To me, that said it all.
Recruitment is a far more complex and sophisticated process than those who wish to 'promote youth at any cost' seem to realise.
Cruncher wrote: I'm not sure if it was the season of the famous 75-0 defeat, or maybe the year we got trounced at Cardiff, but Eddie Hemmings, gleeful as ever at Wigan having problems, asked if we were a club in decline, and Phil Clarke replied something like: "It's not that they're a club in decline, it's just that their current crop of players are not good enough."
Well most came through in 2003 when we had dreadful injuries and the reaching of the Grand Final made all seem rosy. But at the end of 2004 when literally ALL the experience Wigan had left at once, things went downhill and fast!
I sometimes wonder though that things could have been a lot different had Mike Gregory not fallen ill. A Grand Final and a Challenge Cup Final in his short time as coach, albeit both lost, was a remarkable achievement.
Bilko wrote:Well most came through in 2003 when we had dreadful injuries and the reaching of the Grand Final made all seem rosy. But at the end of 2004 when literally ALL the experience Wigan had left at once, things went downhill and fast!
I sometimes wonder though that things could have been a lot different had Mike Gregory not fallen ill. A Grand Final and a Challenge Cup Final in his short time as coach, albeit both lost, was a remarkable achievement.

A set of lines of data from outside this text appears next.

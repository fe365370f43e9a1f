use proc_macro::TokenStream;
use quote::{format_ident, quote};
use syn::{parse_macro_input, FnArg, ItemFn, LitStr, PatType, ReturnType, Type};

fn formatted_arg_error_msg(arg_pos: usize, fn_name: &str) -> String {
    format!("Expected argument {} of {} to be f64", arg_pos, fn_name)
}

fn is_path_ending_in(ty: &Type, ident: &str) -> bool {
    match ty {
        Type::Path(type_path) => type_path
            .path
            .segments
            .last()
            .is_some_and(|segment| segment.ident == ident),
        _ => false,
    }
}

/// Turns a plain `fn(f64, ...) -> f64` (or `-> Result<f64, EvalError>`)
/// into a constructor returning the matching `Operation::function`, with
/// the arity taken from the signature.
///
/// The operation is named after the function unless overridden with
/// `#[opcalc_fn(name = "getPi")]`. `Operation` (and `EvalError` for
/// fallible functions) must be in scope at the call site.
#[proc_macro_attribute]
pub fn opcalc_fn(attr: TokenStream, item: TokenStream) -> TokenStream {
    let mut name: Option<LitStr> = None;
    let attr_parser = syn::meta::parser(|meta| {
        if meta.path.is_ident("name") {
            name = Some(meta.value()?.parse()?);
            Ok(())
        } else {
            Err(meta.error("unsupported opcalc_fn property"))
        }
    });
    parse_macro_input!(attr with attr_parser);

    let input = parse_macro_input!(item as ItemFn);
    let attrs = &input.attrs;
    let vis = &input.vis;
    let fn_name = &input.sig.ident;
    let fn_args = &input.sig.inputs;
    let fn_body = &input.block;
    let fn_output = &input.sig.output;

    let operation_name =
        name.unwrap_or_else(|| LitStr::new(&fn_name.to_string(), fn_name.span()));

    for (i, arg) in fn_args.iter().enumerate() {
        let valid = match arg {
            FnArg::Typed(PatType { pat, ty, .. }) => {
                matches!(**pat, syn::Pat::Ident(_)) && is_path_ending_in(ty, "f64")
            }
            FnArg::Receiver(_) => false,
        };
        if !valid {
            let err_msg = formatted_arg_error_msg(i, &fn_name.to_string());
            return syn::Error::new_spanned(arg, err_msg)
                .to_compile_error()
                .into();
        }
    }

    let args_len = fn_args.len();
    let args = if args_len == 0 {
        format_ident!("_args")
    } else {
        format_ident!("args")
    };
    let call_args = (0..args_len).map(|i| quote! { #args[#i] });
    let call = quote! { __opcalc_impl(#(#call_args),*) };

    let fallible = match fn_output {
        ReturnType::Type(_, ty) => is_path_ending_in(ty, "Result"),
        ReturnType::Default => false,
    };
    let result = if fallible {
        call
    } else {
        quote! { Ok(#call) }
    };

    let expanded = quote! {
        #(#attrs)*
        #vis fn #fn_name() -> Operation {
            fn __opcalc_impl(#fn_args) #fn_output #fn_body

            Operation::function(#operation_name, #args_len, |#args: &[f64]| #result)
        }
    };

    TokenStream::from(expanded)
}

I think we'll always wonder what would have happened if Greg had stayed fit and healthy and kept the coaching job at Wigan. After the guy was first appointed, he could barely give an interiew without getting tearful - that was what coaching Wigan meant to him. Little wonder it bled into the players and they went on that incredible winning streak that took them from mid-table mediocrity to a Grand Final (before they were really ready for one, if we're honest).
Alas, it was not to be.
But it may be that RL historians will look back on that brief period, and identify the tragedy of Mike's sudden illness as being a key factor in Wigan's mid-2000s decline. It really knocked the club for six, in many different ways.

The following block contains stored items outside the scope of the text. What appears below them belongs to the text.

/// Argument separator in a function call.
pub const ARG_SEPARATOR: char = ',';

/// Symbol directly after a function name that opens its argument list.
pub const CALL_OPEN: char = '(';

/// Symbol that closes a function's argument list.
pub const CALL_CLOSE: char = ')';

#[derive(Debug, Copy, Clone, PartialEq, Eq, Hash)]
pub enum TokenKind {
    ArgSeparator,
    Literal,
    Function,
    Operator,
    Bracket,
    Variable,
}

/// A lexeme of the input together with its classification.
#[derive(Debug, Clone, PartialEq, Eq, Hash)]
pub struct Token {
    kind: TokenKind,
    text: String,
}

impl Token {
    pub fn new(kind: TokenKind, text: impl Into<String>) -> Self {
        Self {
            kind,
            text: text.into(),
        }
    }

    pub fn kind(&self) -> TokenKind {
        self.kind
    }

    pub fn text(&self) -> &str {
        &self.text
    }

    pub(crate) fn is_char(&self, symbol: char) -> bool {
        let mut chars = self.text.chars();
        chars.next() == Some(symbol) && chars.next().is_none()
    }
}

impl std::fmt::Display for Token {
    fn fmt(&self, f: &mut std::fmt::Formatter<'_>) -> std::fmt::Result {
        f.write_str(&self.text)
    }
}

Joined: May 27 2003 Posts: 20428 Location: educating League Freak on all things rugby league
Cruncher wrote:I think we'll always wonder what would have happened if Greg had stayed fit and healthy and kept the coaching job at Wigan. After the guy was first appointed, he could barely give an interiew without getting tearful - that was what coaching Wigan meant to him. Little wonder it bled into the players and they went on that incredible winning streak that took them from mid-table mediocrity to a Grand Final (before they were really ready for one, if we're honest).
Alas, it was not to be.
But it may be that RL historians will look back on that brief period, and identify the tragedy of Mike's sudden illness as being a key factor in Wigan's mid-2000s decline. It really knocked the club for six, in many different ways.
I personally think it was a key factor, we went from a club back on the up to a club spiralling out of control within a few short months.

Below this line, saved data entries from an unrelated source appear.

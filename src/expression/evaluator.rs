use crate::error::{EvalError, LexError};
use crate::expression::{
    tokenize, Associativity, Bindings, Operand, Operation, OperationKind, Registry, Token,
    TokenKind, VariableStore, CALL_CLOSE, CALL_OPEN,
};
use log::{debug, trace};

/// What the previously processed token turned out to be. Decides whether
/// an operator spelling is read as prefix, binary or postfix.
#[derive(Debug, Copy, Clone, PartialEq, Eq)]
enum Element {
    Literal,
    Variable,
    Prefix,
    Postfix,
    Binary,
    Function,
    OpenBracket,
    CloseBracket,
    ArgSeparator,
    CallOpen,
    CallClose,
}

impl Element {
    /// An operand must come next. A closing call parenthesis completes an
    /// operand, so it is not listed here and `f(x) - 1` stays binary.
    fn expects_operand(self) -> bool {
        matches!(
            self,
            Element::Binary
                | Element::ArgSeparator
                | Element::OpenBracket
                | Element::Prefix
                | Element::CallOpen
        )
    }

    /// An operand has just been completed.
    fn completes_operand(self) -> bool {
        matches!(
            self,
            Element::CloseBracket
                | Element::Literal
                | Element::Postfix
                | Element::CallClose
                | Element::Variable
        )
    }
}

/// Shunting-yard evaluator over a [`Registry`], persisting variables in a
/// [`VariableStore`].
pub struct Evaluator<'a> {
    registry: &'a Registry,
    store: &'a VariableStore,
}

impl<'a> Evaluator<'a> {
    pub fn new(registry: &'a Registry, store: &'a VariableStore) -> Self {
        Self { registry, store }
    }

    /// Tokenizes and evaluates `expression`.
    ///
    /// Variables touched by the expression are written back to the store
    /// only if the whole evaluation succeeds.
    pub fn evaluate(&self, expression: &str) -> Result<f64, EvalError> {
        debug!("Evaluating expression: {}", expression);
        let tokens = tokenize(self.registry, expression)?;
        self.evaluate_tokens(&tokens)
    }

    /// Evaluates an already tokenized expression.
    pub fn evaluate_tokens(&self, tokens: &[Token]) -> Result<f64, EvalError> {
        let mut run = Run::new(self.registry, self.store);
        for (index, token) in tokens.iter().enumerate() {
            trace!(
                "Token {:?} {:?} after {:?}",
                token.kind(),
                token.text(),
                run.previous
            );
            run.previous = run.process(index, token, tokens.get(index + 1))?;
        }

        let (value, bindings) = run.finish()?;
        self.store.commit(&bindings);
        debug!("Result: {} ({} bindings committed)", value, bindings.len());
        Ok(value)
    }
}

/// An operation waiting on the stack, with the operand height when it was
/// pushed. Calls and grouping brackets only see operands above `base`.
#[derive(Clone, Copy)]
struct Frame<'a> {
    operation: &'a Operation,
    base: usize,
}

/// State of a single evaluation.
struct Run<'a> {
    registry: &'a Registry,
    store: &'a VariableStore,
    operands: Vec<Operand>,
    operations: Vec<Frame<'a>>,
    bindings: Bindings,
    previous: Element,
}

impl<'a> Run<'a> {
    fn new(registry: &'a Registry, store: &'a VariableStore) -> Self {
        Self {
            registry,
            store,
            operands: Vec::new(),
            operations: Vec::new(),
            bindings: Bindings::new(),
            previous: Element::Binary,
        }
    }

    fn process(
        &mut self,
        index: usize,
        token: &Token,
        next: Option<&Token>,
    ) -> Result<Element, EvalError> {
        if self.previous.completes_operand() && starts_operand(self.registry, token) {
            return Err(EvalError::MalformedExpression);
        }

        match token.kind() {
            TokenKind::ArgSeparator => {
                self.unwind_argument()?;
                Ok(Element::ArgSeparator)
            }
            TokenKind::Literal => {
                let value = token.text().parse::<f64>().map_err(|_| {
                    LexError::MalformedLiteral {
                        position: index,
                        text: token.text().to_string(),
                    }
                })?;
                self.operands.push(Operand::Literal(value));
                Ok(Element::Literal)
            }
            TokenKind::Function => {
                let opens_call = next.is_some_and(|next| next.is_char(CALL_OPEN));
                if !opens_call {
                    return Err(EvalError::MissingCall(token.text().to_string()));
                }
                let function = self
                    .registry
                    .lookup_function(token.text())
                    .ok_or_else(|| EvalError::UnknownOperator(token.text().to_string()))?;
                self.push(function);
                Ok(Element::Function)
            }
            TokenKind::Bracket => self.process_bracket(token),
            TokenKind::Operator => self.process_operator(token),
            TokenKind::Variable => {
                let id = self.bindings.resolve(token.text(), self.store);
                self.operands.push(Operand::Variable(id));
                Ok(Element::Variable)
            }
        }
    }

    fn process_bracket(&mut self, token: &Token) -> Result<Element, EvalError> {
        if token.is_char(CALL_OPEN) && self.previous == Element::Function {
            return Ok(Element::CallOpen);
        }

        let mut pare = None;
        match self.registry.lookup_bracket(token.text()) {
            Some(bracket) => match bracket {
                Operation::OpenBracket { .. } => {
                    self.push(bracket);
                    return Ok(Element::OpenBracket);
                }
                Operation::CloseBracket { pare: open, .. } => pare = Some(open.as_str()),
                _ => {}
            },
            None if token.is_char(CALL_OPEN) => {
                return Err(EvalError::MismatchedBracket(token.text().to_string()));
            }
            None => {}
        }

        let closes_call = token.is_char(CALL_CLOSE);
        while let Some(top) = self.top() {
            match top {
                Operation::Function { .. } if closes_call => {
                    self.pop_and_apply()?;
                    return Ok(Element::CallClose);
                }
                Operation::OpenBracket { name, .. } if Some(name.as_str()) == pare => {
                    self.pop_and_apply()?;
                    return Ok(Element::CloseBracket);
                }
                Operation::OpenBracket { .. } | Operation::Function { .. } => {
                    return Err(EvalError::MismatchedBracket(top.name().to_string()));
                }
                _ => self.pop_and_apply()?,
            }
        }
        Err(EvalError::MismatchedBracket(token.text().to_string()))
    }

    fn process_operator(&mut self, token: &Token) -> Result<Element, EvalError> {
        let name = token.text();

        if self.previous.expects_operand() {
            if let Some(prefix) = self.registry.lookup_operator(name, OperationKind::Prefix) {
                self.push(prefix);
                return Ok(Element::Prefix);
            }
        }

        if self.previous.completes_operand() {
            if let Some(binary) = self.registry.lookup_operator(name, OperationKind::Binary) {
                while let Some(top) = self.top() {
                    if !fires_before(top, binary) {
                        break;
                    }
                    self.pop_and_apply()?;
                }
                self.push(binary);
                return Ok(Element::Binary);
            }

            if let Some(postfix) = self.registry.lookup_operator(name, OperationKind::Postfix) {
                postfix.apply(&mut self.operands, &mut self.bindings)?;
                return Ok(Element::Postfix);
            }
        }

        Err(EvalError::UnknownOperator(name.to_string()))
    }

    /// Completes the current function argument. A separator may not reach
    /// across an open grouping bracket.
    fn unwind_argument(&mut self) -> Result<(), EvalError> {
        loop {
            match self.top().map(Operation::kind) {
                None | Some(OperationKind::OpenBracket) => {
                    return Err(EvalError::UnexpectedSeparator)
                }
                Some(OperationKind::Function) => return Ok(()),
                Some(_) => self.pop_and_apply()?,
            }
        }
    }

    fn push(&mut self, operation: &'a Operation) {
        self.operations.push(Frame {
            operation,
            base: self.operands.len(),
        });
    }

    fn top(&self) -> Option<&'a Operation> {
        self.operations.last().map(|frame| frame.operation)
    }

    fn pop_and_apply(&mut self) -> Result<(), EvalError> {
        let Some(Frame { operation, base }) = self.operations.pop() else {
            return Ok(());
        };

        let scoped = match operation {
            Operation::Function { arity, .. } => Some(*arity),
            Operation::OpenBracket { .. } => Some(1),
            _ => None,
        };
        if let Some(expected) = scoped {
            let found = self.operands.len().saturating_sub(base);
            if found < expected {
                return Err(EvalError::InsufficientOperands {
                    operation: operation.name().to_string(),
                    expected,
                    found,
                });
            }
            if found > expected {
                return Err(EvalError::MalformedExpression);
            }
        }

        operation.apply(&mut self.operands, &mut self.bindings)
    }

    fn finish(mut self) -> Result<(f64, Bindings), EvalError> {
        while let Some(top) = self.top() {
            match top.kind() {
                OperationKind::OpenBracket => {
                    return Err(EvalError::UnbalancedBrackets(top.name().to_string()));
                }
                OperationKind::Function => {
                    return Err(EvalError::IncompleteCall(top.name().to_string()));
                }
                _ => self.pop_and_apply()?,
            }
        }

        match self.operands.as_slice() {
            [result] => {
                let value = self.bindings.value(*result)?;
                Ok((value, self.bindings))
            }
            _ => Err(EvalError::MalformedExpression),
        }
    }
}

/// Whether `token` begins a new operand: a literal, a variable, a function
/// call or a grouping bracket.
fn starts_operand(registry: &Registry, token: &Token) -> bool {
    match token.kind() {
        TokenKind::Literal | TokenKind::Variable | TokenKind::Function => true,
        TokenKind::Bracket => matches!(
            registry.lookup_bracket(token.text()),
            Some(Operation::OpenBracket { .. })
        ),
        TokenKind::ArgSeparator | TokenKind::Operator => false,
    }
}

/// Whether `top`, already on the operation stack, must run before the
/// incoming binary operator is pushed.
fn fires_before(top: &Operation, incoming: &Operation) -> bool {
    let Some(incoming) = incoming.priority() else {
        return false;
    };
    match top {
        Operation::Prefix { priority, .. } => *priority > incoming,
        Operation::Binary {
            priority,
            associativity: Associativity::Right,
            ..
        } => *priority > incoming,
        Operation::Binary {
            priority,
            associativity: Associativity::Left,
            ..
        } => *priority >= incoming,
        _ => false,
    }
}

Unofficially the most boring poster on Cherry and White.
Joined: May 27 2003 Posts: 20428 Location: educating League Freak on all things rugby league
AJ wrote:It was THE factor. Everything went wrong once Greg fell ill. Its a tragedy that we will never know what we could have achieved.
Combined with the appointment of Millward, if someone could have built on the foundations laid rather than instantly destroy the moral and togetherness of the team, the story may well have been very different.
Unofficially the most boring poster on Cherry and White.
Joined: Feb 13 2008 Posts: 445 Location: Egham-ish
Until the day I found out he'd passed, I never stopped hoping that Greg was going to get better and come back. Sentimentality can easily cloud one's thinking, but I really do think he would have gone on to be one of the great Wigan coaches.
"I have this system where I support England first, then the other Home Nations, then the rest of the Commonwealth, then the rest of the World, then France."